• [Data provided]
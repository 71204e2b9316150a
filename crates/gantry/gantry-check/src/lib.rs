//! gantry-check: header-inclusion checking over the resolved target graph.
//!
//! The checker verifies that every `#include` in a compilable source
//! file names a header the including target is allowed to see: the
//! header's target must be reachable through an appropriate dependency
//! chain, and the header must be effectively public to the includer.
//!
//! The pieces, top-down:
//! - Checker: per-file task dispatch and the include permission check
//! - File map: source-file identity → claiming targets, built up front
//! - Include iterator: lexical `#include` extraction with locations
//! - Resolver: include literals → known source files via the search path
//! - Reachability: memoized two-flavor BFS over the dependency graph
//! - Diagnostics: violation messages with persistent source locations

pub mod checker;
pub mod diagnostics;
pub mod file_map;
pub mod include_iterator;
pub mod reachability;
pub mod resolver;
pub mod summary;

// Re-exports for convenience
pub use checker::HeaderChecker;
pub use diagnostics::{CheckError, CheckErrorKind};
pub use file_map::{FileMap, TargetInfo, TargetVector};
pub use include_iterator::{IncludeIterator, IncludeRef, IncludeStyle};
pub use reachability::{Chain, ChainLink, DependencyCache, DependencyLookup, ReachabilityCache};
pub use resolver::source_file_for_include;
pub use summary::CheckSummary;
//! Lexical `#include` extraction.
//!
//! The iterator walks a file buffer line by line and yields every
//! `#include`/`#import` directive with its location. It is deliberately
//! preprocessor-unaware: an include inside `#if 0` is still reported,
//! which is why unknown headers are tolerated downstream. Directives
//! carrying a `nogantrycheck` annotation anywhere on the line are
//! skipped so users can silence checks on conditional includes.
//!
//! Includes cluster at the top of C-family files, so scanning gives up
//! after a run of lines that look like real code. Blank lines, comments,
//! and other preprocessor directives don't count toward that limit.

use gantry_core::input_file::{InputFile, Location, LocationRange};

/// How many code-looking lines without an include end the scan.
const MAX_NON_INCLUDE_LINES: u32 = 10;

const SUPPRESSION_ANNOTATION: &str = "nogantrycheck";

#[derive(Debug, Clone, Copy, PartialEq, Eq)]
pub enum IncludeStyle {
    /// `#include "foo/bar.h"`
    Quoted,
    /// `#include <foo/bar.h>`
    System,
}

/// One include directive found in a file.
#[derive(Debug, Clone, Copy, PartialEq, Eq)]
pub struct IncludeRef<'a> {
    pub literal: &'a str,
    pub style: IncludeStyle,
    /// Range covering the literal, without its delimiters.
    pub range: LocationRange,
}

/// Lazy iterator over the include directives of one input file.
pub struct IncludeIterator<'a> {
    lines: std::str::Lines<'a>,
    line_number: u32,
    lines_since_last_include: u32,
}

impl<'a> IncludeIterator<'a> {
    pub fn new(file: &'a InputFile) -> IncludeIterator<'a> {
        IncludeIterator {
            lines: file.contents().lines(),
            line_number: 0,
            lines_since_last_include: 0,
        }
    }
}

impl<'a> Iterator for IncludeIterator<'a> {
    type Item = IncludeRef<'a>;

    fn next(&mut self) -> Option<IncludeRef<'a>> {
        while self.lines_since_last_include <= MAX_NON_INCLUDE_LINES {
            let line = self.lines.next()?;
            self.line_number += 1;

            let trimmed = line.trim_start();
            if trimmed.is_empty() {
                continue;
            }

            if let Some((literal, style)) = extract_include(trimmed) {
                if !line.contains(SUPPRESSION_ANNOTATION) {
                    self.lines_since_last_include = 0;
                    // Byte offset of the literal within the original line.
                    let offset = literal.as_ptr() as usize - line.as_ptr() as usize;
                    let begin = Location {
                        line: self.line_number,
                        column: offset as u32 + 1,
                    };
                    let end = Location {
                        line: self.line_number,
                        column: begin.column + literal.len() as u32,
                    };
                    return Some(IncludeRef {
                        literal,
                        style,
                        range: LocationRange::new(begin, end),
                    });
                }
                continue;
            }

            if counts_toward_non_include_lines(trimmed) {
                self.lines_since_last_include += 1;
            }
        }
        None
    }
}

/// Pull the include literal out of a whitespace-trimmed line, if the
/// line is an include directive.
fn extract_include(trimmed: &str) -> Option<(&str, IncludeStyle)> {
    let rest = trimmed.strip_prefix('#')?.trim_start();
    let rest = rest
        .strip_prefix("include")
        .or_else(|| rest.strip_prefix("import"))?
        .trim_start();

    let (close, style) = match rest.as_bytes().first().copied()? {
        b'"' => ('"', IncludeStyle::Quoted),
        b'<' => ('>', IncludeStyle::System),
        _ => return None,
    };
    let body = &rest[1..];
    let literal = &body[..body.find(close)?];
    if literal.is_empty() {
        return None;
    }
    Some((literal, style))
}

/// Lines that plausibly are code. Comments, blank lines, and other
/// preprocessor directives (guards, defines) don't end the scan.
fn counts_toward_non_include_lines(trimmed: &str) -> bool {
    !(trimmed.starts_with('#')
        || trimmed.starts_with("//")
        || trimmed.starts_with("/*")
        || trimmed.starts_with('*'))
}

• [Task] Out of the entries, report each line that contains the word "const".

• [Response]
const MAX_NON_INCLUDE_LINES: u32 = 10;
const SUPPRESSION_ANNOTATION: &str = "nogantrycheck";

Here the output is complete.